I posted these questions on Twitter, but I want to get responses from a wider audience.
When learning to be a developer, what was the biggest thing you wish you had done differently and why?
What was the one thing you would do the same, and why?
I suspect a lot of the answers here could be insightful for newbies learning to code for the first time, as it will help them understand what is worth focusing on vs what may not be.
Top comments (4)
I wish I'd treated things more like a marathon than a sprint.
Impatience or discouragement railroaded me for a decade and a half before it actually stuck. I've been fascinated by computer technology from a very young age. That lifelong fascination has served me well but I consistently fell off from actually doing anything technical for long stretches of time because I thought it might not be for me if I wasn't already great at the coding.
Some proper mentorship or education or access to my own computer may have helped, but the bottom line is that things took longer than I was willing to put up with when I was young.

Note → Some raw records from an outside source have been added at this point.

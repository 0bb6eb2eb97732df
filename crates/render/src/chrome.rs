//! Headless Chrome implementation of [`ElementCapture`]

use headless_chrome::protocol::cdp::Page::CaptureScreenshotFormatOption;
use headless_chrome::{Browser, Element, LaunchOptions, Tab};
use std::path::Path;
use std::time::{Duration, Instant};
use tracing::{debug, info};

use crate::{CapturedElement, ElementCapture, RenderError, Result};

const POLL_INTERVAL: Duration = Duration::from_millis(100);

/// Browser launch and wait settings
#[derive(Debug, Clone)]
pub struct ChromeOptions {
    /// How long to wait for the first selector match
    pub selector_timeout: Duration,
    pub window_width: u32,
    pub window_height: u32,
}

impl Default for ChromeOptions {
    fn default() -> Self {
        Self {
            selector_timeout: Duration::from_secs(30),
            window_width: 1280,
            window_height: 800,
        }
    }
}

/// Captures elements with a fresh headless Chrome per call.
///
/// Every call launches its own browser and incognito context, so concurrent
/// calls share no page state.
#[derive(Debug, Clone, Default)]
pub struct ChromeCapture {
    options: ChromeOptions,
}

impl ChromeCapture {
    #[must_use]
    pub const fn new(options: ChromeOptions) -> Self {
        Self { options }
    }

    fn launch(&self) -> Result<Browser> {
        let launch_options = LaunchOptions::default_builder()
            .headless(true)
            .window_size(Some((self.options.window_width, self.options.window_height)))
            // Keep the connection alive for the whole selector wait
            .idle_browser_timeout(self.options.selector_timeout + Duration::from_secs(60))
            .build()
            .map_err(|e| RenderError::Launch(e.to_string()))?;

        Browser::new(launch_options).map_err(|e| RenderError::Launch(e.to_string()))
    }

    /// Poll until at least one element matches or the wait runs out.
    fn wait_for_elements<'a>(&self, tab: &'a Tab, selector: &str) -> Result<Vec<Element<'a>>> {
        let deadline = Instant::now() + self.options.selector_timeout;
        loop {
            if let Ok(elements) = tab.find_elements(selector) {
                if !elements.is_empty() {
                    return Ok(elements);
                }
            }
            if Instant::now() >= deadline {
                return Err(RenderError::SelectorTimeout {
                    selector: selector.to_string(),
                    waited_secs: self.options.selector_timeout.as_secs(),
                });
            }
            std::thread::sleep(POLL_INTERVAL);
        }
    }
}

/// `file://` URL for an absolute, canonical path
fn file_url(path: &Path) -> String {
    format!("file://{}", path.display())
}

impl ElementCapture for ChromeCapture {
    fn capture_elements(&self, document: &Path, selector: &str) -> Result<Vec<CapturedElement>> {
        if !document.is_file() {
            return Err(RenderError::MissingInput(document.to_path_buf()));
        }
        let canonical = document
            .canonicalize()
            .map_err(|_| RenderError::MissingInput(document.to_path_buf()))?;

        info!("Opening HTML file: {}", canonical.display());
        let browser = self.launch()?;
        let context = browser
            .new_context()
            .map_err(|e| RenderError::Launch(e.to_string()))?;
        let tab = context
            .new_tab()
            .map_err(|e| RenderError::Launch(e.to_string()))?;

        tab.navigate_to(&file_url(&canonical))
            .and_then(|tab| tab.wait_until_navigated())
            .map_err(|e| RenderError::Navigation(e.to_string()))?;

        let elements = self.wait_for_elements(&tab, selector)?;
        info!("Found {} element(s) matching {}", elements.len(), selector);

        let mut captures = Vec::with_capacity(elements.len());
        for (i, element) in elements.iter().enumerate() {
            let sequence = i + 1;
            debug!("Taking screenshot of element {}", sequence);
            let png = element
                .capture_screenshot(CaptureScreenshotFormatOption::Png)
                .map_err(|e| RenderError::Capture {
                    sequence,
                    message: e.to_string(),
                })?;
            captures.push(CapturedElement { sequence, png });
        }

        Ok(captures)
    }
}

What languages/tech/whatever were you using at the time?
I think this is one of the reasons PHP stuck so well. It is incredibly satisfying to just modify a file on a server and see the results on your web page instantly, and with almost every other language that is really hard to replicate the way I have seen it done with PHP. It made experimenting so much more satisfying because you didn't have to learn all sorts of other things to start seeing your code do something.

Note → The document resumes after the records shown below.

//! HTML extraction for the html2xlsx pipeline
//!
//! - [`regions`]: heading-bounded regions that mention a marker phrase
//! - [`rebuild`]: standalone HTML document built from the kept regions
//! - [`tables`], [`text`], [`meta`]: bounded summaries of the uploaded document
//! - [`decode`]: upload bytes to text

pub mod decode;
mod dom;
pub mod meta;
pub mod rebuild;
pub mod regions;
pub mod tables;
pub mod text;

pub use decode::decode_upload;
pub use meta::{extract_meta_information, MetaRecord};
pub use rebuild::{render_document, write_document, ContainerStatus};
pub use regions::{extract_regions, extract_regions_from_str, Region, RegionOptions, RegionScanner, ScanState};
pub use tables::{extract_tables, ExtractedTable};
pub use text::{extract_text_content, TextRecord};
//! Standalone document assembly from kept regions

use serde::Serialize;
use std::path::Path;
use tracing::info;

use crate::regions::Region;

/// One container written into the rebuilt document
#[derive(Debug, Clone, PartialEq, Eq, Serialize)]
pub struct ContainerStatus {
    /// 1-based position of the container in the body
    pub index: usize,
    pub heading: String,
    /// Length in bytes of the wrapped markup
    pub markup_len: usize,
}

/// Wrap each region in `<div class="{container_class}">` and assemble a
/// minimal HTML page around them.
#[must_use]
pub fn render_document(regions: &[Region], container_class: &str) -> String {
    let mut containers = String::new();
    for region in regions {
        containers.push_str("<div class=\"");
        containers.push_str(container_class);
        containers.push_str("\">");
        containers.push_str(&region.markup);
        containers.push_str("</div>\n");
    }

    format!(
        r#"
<!DOCTYPE html>
<html lang="en">
<head>
    <meta charset="UTF-8">
    <meta name="viewport" content="width=device-width, initial-scale=1.0">
    <title>Document</title>
</head>
<body>
    {containers}
</body>
</html>
"#
    )
}

/// Write the rebuilt document to `path`, creating or overwriting it.
pub fn write_document(
    path: &Path,
    regions: &[Region],
    container_class: &str,
) -> std::io::Result<Vec<ContainerStatus>> {
    std::fs::write(path, render_document(regions, container_class))?;
    info!(
        "Wrote rebuilt document with {} container(s) to {}",
        regions.len(),
        path.display()
    );

    Ok(regions
        .iter()
        .enumerate()
        .map(|(i, region)| ContainerStatus {
            index: i + 1,
            heading: region.heading.clone(),
            markup_len: region.markup.len(),
        })
        .collect())
}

I don't know that there is much I possibly could have done differently. Some lessons I had to learn the hard way.
However I will say that when I started learning functional programming, I wish someone had told me to treat it like "procedural programming done right - with expressions and immutability" and "don't worry about all that type theory". It would have been much easier to learn if I weren't looking at it as a math challenge.
What I would have changed (if I could) - find more people to learn and study with.

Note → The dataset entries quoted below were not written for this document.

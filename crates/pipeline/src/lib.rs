//! HTML upload to floating-image workbook
//!
//! [`Packager`] turns the selector matches of an HTML file into a workbook;
//! [`Converter`] runs the whole per-request flow around it.

pub mod converter;
pub mod packager;

pub use converter::{
    summary_sheets, ConversionOutput, ConversionStats, Converter, OUTPUT_XLSX_NAME, TEMP_HTML_NAME,
};
pub use packager::{convert_html_to_workbook, PackageReport, Packager};

use html2xlsx_common::ProcessingError;
use html2xlsx_render::RenderError;
use html2xlsx_workbook::WorkbookError;
use thiserror::Error;

/// Packaging errors
#[derive(Debug, Error)]
pub enum PipelineError {
    #[error(transparent)]
    Render(#[from] RenderError),

    #[error(transparent)]
    Workbook(#[from] WorkbookError),

    #[error("IO error: {0}")]
    IoError(#[from] std::io::Error),
}

/// Result type for packaging operations
pub type Result<T> = std::result::Result<T, PipelineError>;

impl From<PipelineError> for ProcessingError {
    fn from(err: PipelineError) -> Self {
        match err {
            PipelineError::Render(RenderError::SelectorTimeout { selector, waited_secs }) => {
                Self::SelectorTimeout(format!("{selector} after {waited_secs}s"))
            }
            PipelineError::IoError(e) => Self::IoError(e),
            other => Self::Other(other.to_string()),
        }
    }
}
//! API response types

use html2xlsx_common::ErrorCode;
use serde::{Deserialize, Serialize};

/// Body of every error response
#[derive(Debug, Clone, Serialize, Deserialize)]
pub struct ErrorResponse {
    pub error: String,
    pub code: ErrorCode,
}

/// `GET /health`
#[derive(Debug, Clone, Serialize, Deserialize)]
pub struct HealthResponse {
    pub status: String,
    pub message: String,
    pub active_requests: usize,
    pub max_concurrent: usize,
    /// Formatted as `"8.3%"`
    pub server_load: String,
}

/// `GET /status`
#[derive(Debug, Clone, Serialize, Deserialize)]
pub struct StatusResponse {
    pub server_info: ServerInfo,
    pub limits: Limits,
}

#[derive(Debug, Clone, Serialize, Deserialize)]
pub struct ServerInfo {
    pub active_requests: usize,
    pub max_concurrent_requests: usize,
    pub max_workers: usize,
    pub server_load_percentage: f64,
    pub available_slots: usize,
}

#[derive(Debug, Clone, Serialize, Deserialize)]
pub struct Limits {
    pub max_file_size_mb: f64,
    pub request_timeout_seconds: u64,
}

/// `GET /`
#[derive(Debug, Clone, Serialize, Deserialize)]
pub struct ApiInfo {
    pub message: String,
    pub endpoints: Endpoints,
    pub features: Features,
}

#[derive(Debug, Clone, Serialize, Deserialize)]
pub struct Endpoints {
    #[serde(rename = "/process")]
    pub process: String,
    #[serde(rename = "/health")]
    pub health: String,
    #[serde(rename = "/status")]
    pub status: String,
}

impl Default for Endpoints {
    fn default() -> Self {
        Self {
            process: "POST - Upload HTML file for processing".to_string(),
            health: "GET - Health check".to_string(),
            status: "GET - Detailed server status".to_string(),
        }
    }
}

#[derive(Debug, Clone, Serialize, Deserialize)]
pub struct Features {
    pub concurrent_users: String,
    pub max_file_size: String,
    pub thread_pool_workers: usize,
}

I had like one person I could collaborate with and bounce questions back and forth when first learning but it was very limited. None of my friends were into coding and I didn't really find a great peer group until college, but once I did it was astounding how much faster we all learned working together, teaching each other, pushing each other, and just talking about things we learned that we found interesting.
I don't think you need to attend a school to make that happen either - there are tons of smaller slack channels, forums, subreddit study groups, etc where you can find people to collaborate with as you learn.
What I wouldn't change - building stupid things that I found enjoyable.
Almost everything I built had absolutely no value. Things like scripting levels in Graal (Zelda-like mmo at the time, it has changed since) and in other game level builders, writing stupid little programs in Apple Basic, or building random PHP sites to share my game levels/worlds/whatever I made.
It is really cool to build useful things now, but I suspect that if I had not gotten into it because I loved the things I was building I would have been way more likely to give up when stuck, but since I really enjoyed the stuff I was building I would work on a troublesome problem for days or weeks.